The Wavefront Query Language (WQL) lets you retrieve and display the data that has been ingested into VMware Aria Operations for Applications (formerly known as Tanzu Observability by Wavefront) and create alerts that use this data.

Time series data The query language is particularly well suited to manipulating time series data because it accommodates the periodicity, potential irregularity, and streaming nature of that type of data.
Histograms The query language includes functions for manipulating histograms.
Traces and spans Use the tracing UI to query traces and spans.

Video: Optimize Dashboard Performance

Watch this video to learn how to optimize dashboard and query performance. Note that this video was created in 2021 and some of the information in it might have changed. It also uses the 2021 version of the UI.

Use Performance Statistics

You can see performance statistics for the whole chart and for each query of the chart. For the performance statistics, we measure the following characteristics:

  • Cardinality: Number of unique time series. A unique time series has unique metric name, source name and point tags (key and value). For example, you might receive networks_bytes_received from multiple sources and with multiple point tags (e.g. availability_zone). You can lower cardinality for each query (and the chart) by:

    • Filtering, for example, limiting the query to certain sources, certain availability zones, etc.
    • Using ephemeral metrics, which have a shorter retention period.
  • Points Scanned: Number of data points that were queried to show the chart on the screen. You can affect this number by including the time window in the query or by changing the time window interactively.
  • Duration: Time between query start and return of result.

View Chart Statistics

To see the overall performance statistics for a chart:
  1. Navigate to the dashboard containing the chart and, optionally, open the chart in edit mode.
  2. Click the ellipsis icon for the chart and select Show Chart Stats.

The chart stats window opens. You can move the chart stats window within the chart borders.

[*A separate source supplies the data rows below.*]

#[cfg(test)]
mod tests {
    use super::*;
    use std::time::Duration;

    use crate::fixture;
    use fleet_core::{AddressKind, CgStatus, InstanceStatus, StorageStatus};

    fn store() -> MemoryStore {
        fixture::fleet()
            .hyper(7, "10.1.0.7")
            .hyper(9, "10.1.0.9")
            .subnet(100, 5001, 3)
            .instance(42, 3, 7)
            .nic(1, 42, 100, "192.168.1.5/24", true)
            .free_address(100, "192.168.1.6/24")
            .build()
    }

    #[tokio::test]
    async fn test_commit_publishes_writes() {
        let store = store();
        let mut tx = store.begin().await.unwrap();
        tx.update_instance(42, InstanceUpdate::status(InstanceStatus::Running))
            .await
            .unwrap();
        tx.commit().await.unwrap();

        let snap = store.snapshot().await;
        assert_eq!(snap.instance(42).unwrap().status, InstanceStatus::Running);
    }

    #[tokio::test]
    async fn test_rollback_and_drop_discard_writes() {
        let store = store();
        let mut tx = store.begin().await.unwrap();
        tx.delete_instance(42).await.unwrap();
        tx.rollback().await.unwrap();

        let mut tx = store.begin().await.unwrap();
        tx.delete_interface(1).await.unwrap();
        drop(tx);

        let snap = store.snapshot().await;
        assert!(snap.instance(42).is_some());
        assert!(snap.interface(1).is_some());
    }

    #[tokio::test]
    async fn test_reads_see_own_writes() {
        let store = store();
        let mut tx = store.begin().await.unwrap();
        tx.set_instance_interfaces_hyper(42, 9).await.unwrap();
        let nics = tx.instance_nics(42).await.unwrap();
        assert_eq!(nics.len(), 1);
        assert_eq!(nics[0].interface.hyper, 9);
        assert_eq!(nics[0].subnet.as_ref().unwrap().vlan, 5001);
    }

    #[tokio::test]
    async fn test_update_missing_row_is_not_found() {
        let store = store();
        let mut tx = store.begin().await.unwrap();
        let err = tx
            .update_instance(404, InstanceUpdate::default())
            .await
            .unwrap_err();
        assert!(matches!(err, StoreError::NotFound { entity: "instance", .. }));
    }

    #[tokio::test]
    async fn test_router_endpoints_excludes_host_and_gateways() {
        let store = fixture::fleet()
            .hyper(7, "10.1.0.7")
            .hyper(9, "10.1.0.9")
            .subnet(100, 5001, 3)
            .instance(42, 3, 7)
            .instance(43, 3, 9)
            .nic(1, 42, 100, "192.168.1.5/24", true)
            .nic(2, 43, 100, "192.168.1.6/24", true)
            .gateway_nic(3, 9, 100, "192.168.1.1/24")
            .build();
        let mut tx = store.begin().await.unwrap();

        let endpoints = tx.router_endpoints(3, 7).await.unwrap();
        assert_eq!(endpoints.len(), 1);
        assert_eq!(endpoints[0].interface.id, 2);
        assert_eq!(endpoints[0].host.as_ref().unwrap().host_ip, "10.1.0.9");

        assert!(tx.router_endpoints(4, 7).await.unwrap().is_empty());
    }

    #[tokio::test]
    async fn test_lock_free_address_skips_gateway_and_allocated() {
        let store = fixture::fleet()
            .subnet(100, 5001, 3)
            .free_address(100, "172.16.100.1/24")
            .free_address(100, "172.16.100.7/24")
            .free_address(100, "172.16.100.8/24")
            .build();
        let mut tx = store.begin().await.unwrap();

        let addr = tx.lock_free_address(100, None).await.unwrap().unwrap();
        assert_eq!(addr.address, "172.16.100.7/24");

        let wanted = tx
            .lock_free_address(100, Some("172.16.100.8"))
            .await
            .unwrap()
            .unwrap();
        assert_eq!(wanted.address, "172.16.100.8/24");

        tx.update_address(Address {
            allocated: true,
            interface: 5,
            kind: AddressKind::Native,
            ..wanted
        })
        .await
        .unwrap();
        assert!(
            tx.lock_free_address(100, Some("172.16.100.8/24"))
                .await
                .unwrap()
                .is_none()
        );
        assert!(tx.lock_free_address(404, None).await.is_err());
    }

    #[tokio::test]
    async fn test_locked_address_reserved_until_drop() {
        let store = fixture::fleet()
            .subnet(100, 5001, 3)
            .free_address(100, "172.16.100.7/24")
            .free_address(100, "172.16.100.8/24")
            .build();
        let mut first = store.begin().await.unwrap();
        let mut second = store.begin().await.unwrap();

        let a = first.lock_free_address(100, None).await.unwrap().unwrap();
        let b = second.lock_free_address(100, None).await.unwrap().unwrap();
        assert_eq!(a.address, "172.16.100.7/24");
        assert_eq!(b.address, "172.16.100.8/24");
        assert!(
            second
                .lock_free_address(100, Some("172.16.100.7"))
                .await
                .unwrap()
                .is_none()
        );

        drop(first);
        let again = second
            .lock_free_address(100, Some("172.16.100.7"))
            .await
            .unwrap()
            .unwrap();
        assert_eq!(again.id, a.id);
    }

    #[tokio::test]
    async fn test_address_allocated_after_begin_is_not_handed_out() {
        let store = fixture::fleet()
            .subnet(100, 5001, 3)
            .free_address(100, "172.16.100.7/24")
            .build();
        let mut stale = store.begin().await.unwrap();

        let mut tx = store.begin().await.unwrap();
        let addr = tx.lock_free_address(100, None).await.unwrap().unwrap();
        tx.update_address(Address {
            allocated: true,
            interface: 9,
            ..addr
        })
        .await
        .unwrap();
        tx.commit().await.unwrap();

        assert!(stale.lock_free_address(100, None).await.unwrap().is_none());
    }

    #[tokio::test]
    async fn test_open_transactions_do_not_block_each_other() {
        let store = fixture::fleet()
            .hyper(7, "10.1.0.7")
            .instance(42, 3, 7)
            .instance(43, 3, 7)
            .build();
        let mut first = store.begin().await.unwrap();
        first
            .update_instance(42, InstanceUpdate::status(InstanceStatus::ShutOff))
            .await
            .unwrap();

        let mut second = tokio::time::timeout(Duration::from_secs(1), store.begin())
            .await
            .expect("begin must not wait for the open transaction")
            .unwrap();
        // Uncommitted writes stay private.
        assert_eq!(
            second.instance(42).await.unwrap().unwrap().status,
            InstanceStatus::Running
        );
        second
            .update_instance(43, InstanceUpdate::status(InstanceStatus::Paused))
            .await
            .unwrap();
        second.commit().await.unwrap();
        assert_eq!(
            store.snapshot().await.instance(42).unwrap().status,
            InstanceStatus::Running
        );

        first.commit().await.unwrap();
        let snap = store.snapshot().await;
        assert_eq!(snap.instance(42).unwrap().status, InstanceStatus::ShutOff);
        assert_eq!(snap.instance(43).unwrap().status, InstanceStatus::Paused);
    }

    #[tokio::test]
    async fn test_concurrent_write_to_same_row_conflicts() {
        let store = store();
        let mut first = store.begin().await.unwrap();
        let mut second = store.begin().await.unwrap();
        first
            .update_instance(42, InstanceUpdate::status(InstanceStatus::ShutOff))
            .await
            .unwrap();
        second
            .update_instance(42, InstanceUpdate::status(InstanceStatus::Paused))
            .await
            .unwrap();

        first.commit().await.unwrap();
        let err = second.commit().await.unwrap_err();
        assert!(matches!(err, StoreError::Conflict { entity: "instance", .. }));
        assert_eq!(
            store.snapshot().await.instance(42).unwrap().status,
            InstanceStatus::ShutOff
        );

        // Begun after the commit, so it may write the row again.
        let mut third = store.begin().await.unwrap();
        third
            .update_instance(42, InstanceUpdate::status(InstanceStatus::Running))
            .await
            .unwrap();
        third.commit().await.unwrap();
    }

    #[tokio::test]
    async fn test_same_zone_created_twice_conflicts() {
        let store = MemoryStore::new();
        let mut first = store.begin().await.unwrap();
        let mut second = store.begin().await.unwrap();
        let a = first.zone_or_create("zone-a").await.unwrap();
        let b = second.zone_or_create("zone-a").await.unwrap();
        assert_ne!(a.id, b.id);
        first.commit().await.unwrap();
        assert!(matches!(
            second.commit().await,
            Err(StoreError::Conflict { entity: "zone", .. })
        ));
        assert_eq!(store.snapshot().await.zones, vec![a]);
    }

    #[tokio::test]
    async fn test_nic_loads_site_subnets() {
        let store = fixture::fleet()
            .hyper(7, "10.1.0.7")
            .subnet(1, 5001, 0)
            .instance(42, 0, 7)
            .nic(100, 42, 1, "172.16.1.10/24", true)
            .site_subnet(30, 6030, 100)
            .free_address(30, "172.16.30.1/24")
            .free_address(30, "172.16.30.5/24")
            .free_address(30, "172.16.30.6/24")
            .site_subnet(31, 6031, 999)
            .free_address(31, "172.16.31.5/24")
            .build();
        let mut tx = store.begin().await.unwrap();
        let nic = tx.nic(100).await.unwrap().unwrap();
        assert_eq!(nic.site_subnets.len(), 1);
        assert_eq!(nic.site_subnets[0].id, 30);
        let addresses: Vec<&str> = nic.site_addresses.iter().map(|a| a.address.as_str()).collect();
        assert_eq!(addresses, vec!["172.16.30.5/24", "172.16.30.6/24"]);
    }

    #[tokio::test]
    async fn test_image_storage_ids_and_removal() {
        let store = fixture::fleet()
            .image(5, "creating")
            .image_storage(3, 5, "pool-a", StorageStatus::Syncing)
            .build();
        let mut tx = store.begin().await.unwrap();
        let created = tx
            .save_image_storage(ImageStorage {
                id: 0,
                image_id: 5,
                pool_id: "pool-b".to_string(),
                volume_id: "vol-9".to_string(),
                status: StorageStatus::Synced,
            })
            .await
            .unwrap();
        assert_eq!(created.id, 4);
        tx.delete_image_storage(3).await.unwrap();
        tx.commit().await.unwrap();

        let snap = store.snapshot().await;
        assert_eq!(snap.image_storages, vec![created]);
    }

    #[tokio::test]
    async fn test_delete_consistency_group_drops_memberships() {
        let store = fixture::fleet()
            .volume(1, 0, false)
            .volume(2, 0, false)
            .consistency_group(8, CgStatus::Deleting, &[1, 2])
            .consistency_group(9, CgStatus::Available, &[2])
            .build();
        let mut tx = store.begin().await.unwrap();
        tx.delete_consistency_group(8).await.unwrap();
        assert!(tx.cg_volumes(8).await.unwrap().is_empty());
        tx.commit().await.unwrap();

        let snap = store.snapshot().await;
        assert!(snap.consistency_group(8).is_none());
        assert_eq!(snap.cg_volumes.len(), 1);
        assert_eq!(snap.cg_volumes[0].cg_id, 9);
    }

    #[tokio::test]
    async fn test_create_task_assigns_ids() {
        let store = MemoryStore::new();
        let mut tx = store.begin().await.unwrap();
        let a = tx
            .create_task(Task::new(5, "Prepare_Source", "", TaskStatus::InProgress))
            .await
            .unwrap();
        let b = tx
            .create_task(Task::new(5, "Prepare_Source", "", TaskStatus::Failed))
            .await
            .unwrap();
        assert_eq!((a.id, b.id), (1, 2));
        let failed = tx
            .tasks_of_migration(5, "Prepare_Source", TaskStatus::Failed)
            .await
            .unwrap();
        assert_eq!(failed, vec![b]);
    }

    #[test]
    fn test_duplicate_rows_rejected() {
        let snap = FleetSnapshot {
            zones: vec![
                Zone {
                    id: 1,
                    name: "a".to_string(),
                },
                Zone {
                    id: 1,
                    name: "b".to_string(),
                },
            ],
            ..FleetSnapshot::default()
        };
        assert!(matches!(
            MemoryStore::from_snapshot(snap),
            Err(StoreError::Duplicate { entity: "zone", .. })
        ));
    }
}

screenshot shows the ellipsis drop-down menu and the chart stats

View Query Statistics

To see the performance statistics for a particular query of a chart or alert:
  1. Open the chart or alert in edit mode.
  2. Click the lightbulb icon for the query.

    The query performance panel opens on the right. On the top of the panel, you can see the stats for the query.

    For a chart query, you can see how much the query contributes to the overall chart performance.

  3. For a chart query, hover over each characteristic in the stats and see the query contributions as percentages of the overall chart stats.
  4. Check for suggestions to improve the query performance.
screenshot highlighting the lightbulb icon and the query stats on the right

Use Performance Improvement Suggestions

If the query uses certain functions in ways that often cause performance degradation, Operations for Applications shows actionable suggestions for improving the query performance. The suggestions also include links to documentation and videos for details.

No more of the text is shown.